Exercise objective: All that is needed is the number of lines in the records that contain the word "additional", stated without anything else.

━━━ Supplied records

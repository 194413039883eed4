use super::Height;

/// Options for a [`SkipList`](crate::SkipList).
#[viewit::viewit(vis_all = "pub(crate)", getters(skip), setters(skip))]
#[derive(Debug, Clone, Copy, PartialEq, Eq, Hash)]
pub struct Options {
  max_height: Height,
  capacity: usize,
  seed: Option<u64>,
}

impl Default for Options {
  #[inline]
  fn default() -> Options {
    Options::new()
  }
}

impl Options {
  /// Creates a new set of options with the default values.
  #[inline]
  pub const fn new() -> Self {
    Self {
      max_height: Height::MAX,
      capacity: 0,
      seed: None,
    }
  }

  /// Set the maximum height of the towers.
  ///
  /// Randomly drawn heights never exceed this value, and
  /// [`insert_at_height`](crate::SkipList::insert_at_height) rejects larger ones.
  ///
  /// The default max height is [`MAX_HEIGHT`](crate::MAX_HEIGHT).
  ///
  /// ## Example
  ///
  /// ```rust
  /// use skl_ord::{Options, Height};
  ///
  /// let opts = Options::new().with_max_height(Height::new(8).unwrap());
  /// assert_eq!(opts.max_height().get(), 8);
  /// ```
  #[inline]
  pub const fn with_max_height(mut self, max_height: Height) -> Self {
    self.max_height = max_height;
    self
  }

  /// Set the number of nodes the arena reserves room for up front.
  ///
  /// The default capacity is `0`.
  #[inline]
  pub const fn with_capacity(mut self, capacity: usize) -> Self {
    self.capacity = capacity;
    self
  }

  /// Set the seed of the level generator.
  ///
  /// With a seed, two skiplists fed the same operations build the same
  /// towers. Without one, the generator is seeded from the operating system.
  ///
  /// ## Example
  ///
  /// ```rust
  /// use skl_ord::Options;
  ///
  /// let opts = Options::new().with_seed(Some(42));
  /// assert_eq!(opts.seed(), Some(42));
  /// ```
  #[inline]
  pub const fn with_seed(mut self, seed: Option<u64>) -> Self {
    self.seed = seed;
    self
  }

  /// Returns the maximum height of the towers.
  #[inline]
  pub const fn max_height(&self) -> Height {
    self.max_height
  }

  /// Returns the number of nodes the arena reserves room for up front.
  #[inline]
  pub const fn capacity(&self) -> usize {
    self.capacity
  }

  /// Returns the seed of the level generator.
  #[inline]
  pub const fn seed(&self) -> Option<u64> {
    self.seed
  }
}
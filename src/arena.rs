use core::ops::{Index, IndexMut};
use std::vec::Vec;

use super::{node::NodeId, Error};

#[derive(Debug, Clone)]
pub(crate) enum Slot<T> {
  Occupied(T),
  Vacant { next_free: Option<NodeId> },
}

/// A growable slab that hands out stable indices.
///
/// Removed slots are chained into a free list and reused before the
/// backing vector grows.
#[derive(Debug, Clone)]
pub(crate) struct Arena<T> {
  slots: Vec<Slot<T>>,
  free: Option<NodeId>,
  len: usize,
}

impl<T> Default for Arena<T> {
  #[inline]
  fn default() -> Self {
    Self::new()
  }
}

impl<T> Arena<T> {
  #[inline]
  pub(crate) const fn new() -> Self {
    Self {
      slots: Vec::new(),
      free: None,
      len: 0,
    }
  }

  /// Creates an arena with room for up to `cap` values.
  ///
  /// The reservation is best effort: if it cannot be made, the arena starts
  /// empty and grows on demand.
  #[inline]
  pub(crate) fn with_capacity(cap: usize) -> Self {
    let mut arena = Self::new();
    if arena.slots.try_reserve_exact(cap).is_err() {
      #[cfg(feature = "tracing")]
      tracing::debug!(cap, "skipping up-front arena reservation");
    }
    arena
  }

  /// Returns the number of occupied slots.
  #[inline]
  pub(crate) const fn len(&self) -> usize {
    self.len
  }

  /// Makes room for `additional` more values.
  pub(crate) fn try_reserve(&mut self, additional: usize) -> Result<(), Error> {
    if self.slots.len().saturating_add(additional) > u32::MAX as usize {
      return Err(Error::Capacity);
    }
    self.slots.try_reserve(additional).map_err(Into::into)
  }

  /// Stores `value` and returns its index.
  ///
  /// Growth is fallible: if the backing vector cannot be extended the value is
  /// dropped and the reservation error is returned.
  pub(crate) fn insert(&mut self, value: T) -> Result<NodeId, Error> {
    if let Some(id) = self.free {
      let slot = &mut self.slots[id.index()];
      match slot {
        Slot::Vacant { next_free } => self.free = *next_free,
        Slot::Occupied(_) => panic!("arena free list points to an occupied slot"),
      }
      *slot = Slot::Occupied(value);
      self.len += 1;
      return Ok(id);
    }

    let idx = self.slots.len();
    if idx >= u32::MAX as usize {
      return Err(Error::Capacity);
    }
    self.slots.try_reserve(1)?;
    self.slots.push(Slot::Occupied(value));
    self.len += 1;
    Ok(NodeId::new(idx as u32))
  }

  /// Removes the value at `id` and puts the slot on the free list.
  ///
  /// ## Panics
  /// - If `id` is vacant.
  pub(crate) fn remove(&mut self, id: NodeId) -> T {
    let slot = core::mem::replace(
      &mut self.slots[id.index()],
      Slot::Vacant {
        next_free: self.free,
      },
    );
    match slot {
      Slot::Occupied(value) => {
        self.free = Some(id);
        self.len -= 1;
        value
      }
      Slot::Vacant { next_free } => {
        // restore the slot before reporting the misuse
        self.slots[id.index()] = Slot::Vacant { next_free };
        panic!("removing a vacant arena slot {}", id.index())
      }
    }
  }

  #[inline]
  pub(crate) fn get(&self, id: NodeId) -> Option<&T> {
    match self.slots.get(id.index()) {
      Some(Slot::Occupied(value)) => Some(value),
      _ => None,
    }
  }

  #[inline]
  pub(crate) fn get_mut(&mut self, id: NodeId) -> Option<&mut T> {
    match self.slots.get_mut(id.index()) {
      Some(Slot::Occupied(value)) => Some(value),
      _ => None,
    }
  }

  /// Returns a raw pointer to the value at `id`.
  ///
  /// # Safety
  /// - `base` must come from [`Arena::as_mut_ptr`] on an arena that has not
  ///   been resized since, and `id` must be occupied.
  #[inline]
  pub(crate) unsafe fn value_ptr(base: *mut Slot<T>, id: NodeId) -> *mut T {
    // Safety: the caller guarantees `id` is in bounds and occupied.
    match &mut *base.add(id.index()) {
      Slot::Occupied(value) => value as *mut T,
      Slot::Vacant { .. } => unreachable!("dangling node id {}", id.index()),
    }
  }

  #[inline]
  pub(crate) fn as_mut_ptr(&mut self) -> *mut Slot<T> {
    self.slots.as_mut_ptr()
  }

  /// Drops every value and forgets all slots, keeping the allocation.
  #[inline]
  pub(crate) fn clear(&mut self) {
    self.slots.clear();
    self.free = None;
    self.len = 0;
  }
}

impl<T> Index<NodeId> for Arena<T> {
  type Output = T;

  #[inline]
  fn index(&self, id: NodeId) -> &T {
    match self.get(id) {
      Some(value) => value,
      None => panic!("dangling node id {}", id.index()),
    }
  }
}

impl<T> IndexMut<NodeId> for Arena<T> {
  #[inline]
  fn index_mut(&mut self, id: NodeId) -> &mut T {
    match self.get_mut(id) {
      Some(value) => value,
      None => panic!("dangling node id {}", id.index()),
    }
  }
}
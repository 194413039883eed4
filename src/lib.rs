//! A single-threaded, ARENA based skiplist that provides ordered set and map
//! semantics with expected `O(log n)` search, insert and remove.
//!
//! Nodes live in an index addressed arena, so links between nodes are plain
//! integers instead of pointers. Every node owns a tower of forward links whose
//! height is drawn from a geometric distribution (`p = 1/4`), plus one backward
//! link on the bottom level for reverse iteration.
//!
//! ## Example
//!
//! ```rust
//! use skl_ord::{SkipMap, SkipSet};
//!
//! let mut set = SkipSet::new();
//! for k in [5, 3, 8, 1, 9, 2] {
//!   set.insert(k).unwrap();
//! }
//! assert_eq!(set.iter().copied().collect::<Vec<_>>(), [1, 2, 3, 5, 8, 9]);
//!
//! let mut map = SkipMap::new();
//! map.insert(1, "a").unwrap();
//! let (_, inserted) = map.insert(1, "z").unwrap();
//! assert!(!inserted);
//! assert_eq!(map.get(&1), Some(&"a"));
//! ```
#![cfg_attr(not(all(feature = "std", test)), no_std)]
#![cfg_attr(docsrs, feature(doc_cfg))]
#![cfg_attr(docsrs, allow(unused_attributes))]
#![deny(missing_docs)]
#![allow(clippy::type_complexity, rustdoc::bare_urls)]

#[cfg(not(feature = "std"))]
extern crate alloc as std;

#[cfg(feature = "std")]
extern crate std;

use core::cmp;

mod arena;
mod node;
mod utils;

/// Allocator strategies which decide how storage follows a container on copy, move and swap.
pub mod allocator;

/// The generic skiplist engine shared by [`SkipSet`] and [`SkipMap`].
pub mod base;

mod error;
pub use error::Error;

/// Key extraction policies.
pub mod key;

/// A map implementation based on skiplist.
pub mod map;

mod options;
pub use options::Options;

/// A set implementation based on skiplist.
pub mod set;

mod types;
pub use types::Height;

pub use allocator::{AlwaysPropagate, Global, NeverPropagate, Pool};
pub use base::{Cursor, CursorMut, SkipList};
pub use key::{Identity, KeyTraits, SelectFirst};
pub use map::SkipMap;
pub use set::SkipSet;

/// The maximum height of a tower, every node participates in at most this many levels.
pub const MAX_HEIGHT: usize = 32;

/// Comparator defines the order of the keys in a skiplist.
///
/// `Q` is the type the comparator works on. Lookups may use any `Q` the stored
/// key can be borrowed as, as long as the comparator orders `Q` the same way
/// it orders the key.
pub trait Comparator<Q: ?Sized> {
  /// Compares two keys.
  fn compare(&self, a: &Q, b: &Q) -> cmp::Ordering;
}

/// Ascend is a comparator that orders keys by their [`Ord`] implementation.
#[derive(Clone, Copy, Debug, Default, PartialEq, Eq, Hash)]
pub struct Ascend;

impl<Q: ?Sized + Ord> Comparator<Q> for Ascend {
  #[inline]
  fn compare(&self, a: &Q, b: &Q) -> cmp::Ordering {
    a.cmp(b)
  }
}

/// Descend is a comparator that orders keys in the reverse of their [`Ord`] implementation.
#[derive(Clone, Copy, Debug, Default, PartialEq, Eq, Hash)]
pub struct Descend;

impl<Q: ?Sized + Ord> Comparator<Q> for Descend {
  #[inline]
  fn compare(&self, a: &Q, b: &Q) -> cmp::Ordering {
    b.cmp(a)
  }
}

━━━━━━
━━━ Supplied records

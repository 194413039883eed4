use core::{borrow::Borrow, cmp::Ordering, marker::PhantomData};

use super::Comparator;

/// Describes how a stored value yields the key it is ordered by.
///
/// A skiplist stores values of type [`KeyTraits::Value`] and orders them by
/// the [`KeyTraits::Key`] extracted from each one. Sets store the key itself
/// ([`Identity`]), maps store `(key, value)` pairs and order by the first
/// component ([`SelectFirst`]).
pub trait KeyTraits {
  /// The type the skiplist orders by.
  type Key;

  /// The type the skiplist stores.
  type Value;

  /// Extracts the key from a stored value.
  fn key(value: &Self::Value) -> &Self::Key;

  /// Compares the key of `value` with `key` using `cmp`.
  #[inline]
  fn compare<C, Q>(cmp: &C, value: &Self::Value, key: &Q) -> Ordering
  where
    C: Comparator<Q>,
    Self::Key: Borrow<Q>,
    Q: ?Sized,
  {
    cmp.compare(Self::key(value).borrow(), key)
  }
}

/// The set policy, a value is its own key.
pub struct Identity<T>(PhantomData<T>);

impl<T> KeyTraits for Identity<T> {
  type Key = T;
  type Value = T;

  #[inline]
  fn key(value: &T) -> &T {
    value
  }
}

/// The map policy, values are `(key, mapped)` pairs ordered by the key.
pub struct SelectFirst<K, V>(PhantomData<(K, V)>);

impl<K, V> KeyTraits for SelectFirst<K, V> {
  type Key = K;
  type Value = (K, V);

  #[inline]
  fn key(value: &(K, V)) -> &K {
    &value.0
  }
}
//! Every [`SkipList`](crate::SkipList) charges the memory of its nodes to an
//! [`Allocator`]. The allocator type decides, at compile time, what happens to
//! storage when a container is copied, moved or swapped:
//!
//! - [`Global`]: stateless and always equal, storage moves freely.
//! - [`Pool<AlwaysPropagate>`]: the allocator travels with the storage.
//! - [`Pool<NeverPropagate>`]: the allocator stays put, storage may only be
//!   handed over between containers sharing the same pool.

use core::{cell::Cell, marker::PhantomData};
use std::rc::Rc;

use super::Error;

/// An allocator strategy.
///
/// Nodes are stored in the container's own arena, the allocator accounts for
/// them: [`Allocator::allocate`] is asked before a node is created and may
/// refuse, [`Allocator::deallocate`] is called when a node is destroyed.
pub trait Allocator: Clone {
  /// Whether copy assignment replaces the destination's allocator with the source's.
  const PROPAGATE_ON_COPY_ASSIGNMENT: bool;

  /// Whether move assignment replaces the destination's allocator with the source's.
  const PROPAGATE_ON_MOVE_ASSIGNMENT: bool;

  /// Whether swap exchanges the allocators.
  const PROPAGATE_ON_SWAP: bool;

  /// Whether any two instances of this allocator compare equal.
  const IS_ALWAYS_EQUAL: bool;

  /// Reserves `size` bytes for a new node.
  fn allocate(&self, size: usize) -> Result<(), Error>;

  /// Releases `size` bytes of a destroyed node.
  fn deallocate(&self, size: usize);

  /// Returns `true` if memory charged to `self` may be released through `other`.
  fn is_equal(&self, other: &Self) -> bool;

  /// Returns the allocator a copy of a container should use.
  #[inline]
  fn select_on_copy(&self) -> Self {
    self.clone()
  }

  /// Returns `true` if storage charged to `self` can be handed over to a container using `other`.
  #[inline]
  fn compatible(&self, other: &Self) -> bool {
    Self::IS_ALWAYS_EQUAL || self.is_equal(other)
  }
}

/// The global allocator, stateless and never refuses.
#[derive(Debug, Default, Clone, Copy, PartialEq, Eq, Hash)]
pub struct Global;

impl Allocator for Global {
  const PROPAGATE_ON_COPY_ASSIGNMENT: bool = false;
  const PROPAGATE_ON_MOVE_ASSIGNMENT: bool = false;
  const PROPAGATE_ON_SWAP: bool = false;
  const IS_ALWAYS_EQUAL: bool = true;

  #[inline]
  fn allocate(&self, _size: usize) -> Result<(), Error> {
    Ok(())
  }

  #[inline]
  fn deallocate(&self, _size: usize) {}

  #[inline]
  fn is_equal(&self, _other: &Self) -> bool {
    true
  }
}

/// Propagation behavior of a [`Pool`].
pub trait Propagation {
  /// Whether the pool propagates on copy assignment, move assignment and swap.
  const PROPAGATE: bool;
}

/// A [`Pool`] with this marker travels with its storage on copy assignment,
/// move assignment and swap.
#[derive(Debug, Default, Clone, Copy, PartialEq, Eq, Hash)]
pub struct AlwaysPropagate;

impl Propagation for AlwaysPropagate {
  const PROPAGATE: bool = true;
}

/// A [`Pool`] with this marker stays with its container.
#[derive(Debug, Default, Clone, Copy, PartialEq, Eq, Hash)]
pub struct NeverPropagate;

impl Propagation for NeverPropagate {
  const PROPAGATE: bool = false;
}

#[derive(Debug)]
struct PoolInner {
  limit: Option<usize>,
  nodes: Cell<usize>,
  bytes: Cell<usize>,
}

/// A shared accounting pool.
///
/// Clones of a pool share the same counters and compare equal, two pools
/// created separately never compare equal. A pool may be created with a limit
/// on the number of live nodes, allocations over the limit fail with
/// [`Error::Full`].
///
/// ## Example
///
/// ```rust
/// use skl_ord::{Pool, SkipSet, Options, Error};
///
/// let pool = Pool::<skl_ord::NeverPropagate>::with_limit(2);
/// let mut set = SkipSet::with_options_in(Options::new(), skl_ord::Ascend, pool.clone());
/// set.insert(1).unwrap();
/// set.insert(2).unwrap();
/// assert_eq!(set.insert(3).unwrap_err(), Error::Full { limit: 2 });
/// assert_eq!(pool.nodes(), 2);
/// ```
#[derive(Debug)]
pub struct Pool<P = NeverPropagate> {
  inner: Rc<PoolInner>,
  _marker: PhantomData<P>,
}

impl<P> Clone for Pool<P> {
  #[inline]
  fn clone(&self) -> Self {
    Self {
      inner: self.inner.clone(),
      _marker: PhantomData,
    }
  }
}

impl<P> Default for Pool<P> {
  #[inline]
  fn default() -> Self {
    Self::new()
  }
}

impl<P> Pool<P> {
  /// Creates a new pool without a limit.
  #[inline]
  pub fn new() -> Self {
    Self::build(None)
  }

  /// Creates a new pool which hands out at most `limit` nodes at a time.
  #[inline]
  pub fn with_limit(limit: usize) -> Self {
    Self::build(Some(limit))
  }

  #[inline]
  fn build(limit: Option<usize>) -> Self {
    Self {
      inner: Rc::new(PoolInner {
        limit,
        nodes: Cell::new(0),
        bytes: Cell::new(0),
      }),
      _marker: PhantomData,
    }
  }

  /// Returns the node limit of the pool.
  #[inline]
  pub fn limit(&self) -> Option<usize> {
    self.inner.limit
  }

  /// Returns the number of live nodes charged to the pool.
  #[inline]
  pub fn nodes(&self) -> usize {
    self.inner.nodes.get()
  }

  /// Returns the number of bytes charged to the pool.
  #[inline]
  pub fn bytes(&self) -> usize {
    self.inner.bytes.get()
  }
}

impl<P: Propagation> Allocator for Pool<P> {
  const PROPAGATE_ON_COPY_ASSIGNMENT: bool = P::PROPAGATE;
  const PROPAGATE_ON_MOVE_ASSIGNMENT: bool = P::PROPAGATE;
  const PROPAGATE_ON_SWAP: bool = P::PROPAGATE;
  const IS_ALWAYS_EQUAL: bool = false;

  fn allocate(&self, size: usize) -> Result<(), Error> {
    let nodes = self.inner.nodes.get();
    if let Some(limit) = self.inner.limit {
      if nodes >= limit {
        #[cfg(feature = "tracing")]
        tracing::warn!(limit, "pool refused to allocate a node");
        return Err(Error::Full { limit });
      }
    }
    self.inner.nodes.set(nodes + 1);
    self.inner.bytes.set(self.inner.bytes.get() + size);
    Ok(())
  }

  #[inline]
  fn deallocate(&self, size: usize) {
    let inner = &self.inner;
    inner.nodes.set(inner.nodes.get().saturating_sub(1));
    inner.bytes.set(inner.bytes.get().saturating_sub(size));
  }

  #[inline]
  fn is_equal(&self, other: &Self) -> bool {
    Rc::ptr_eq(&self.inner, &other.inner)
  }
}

━━━━━━

Answer to this problem: 4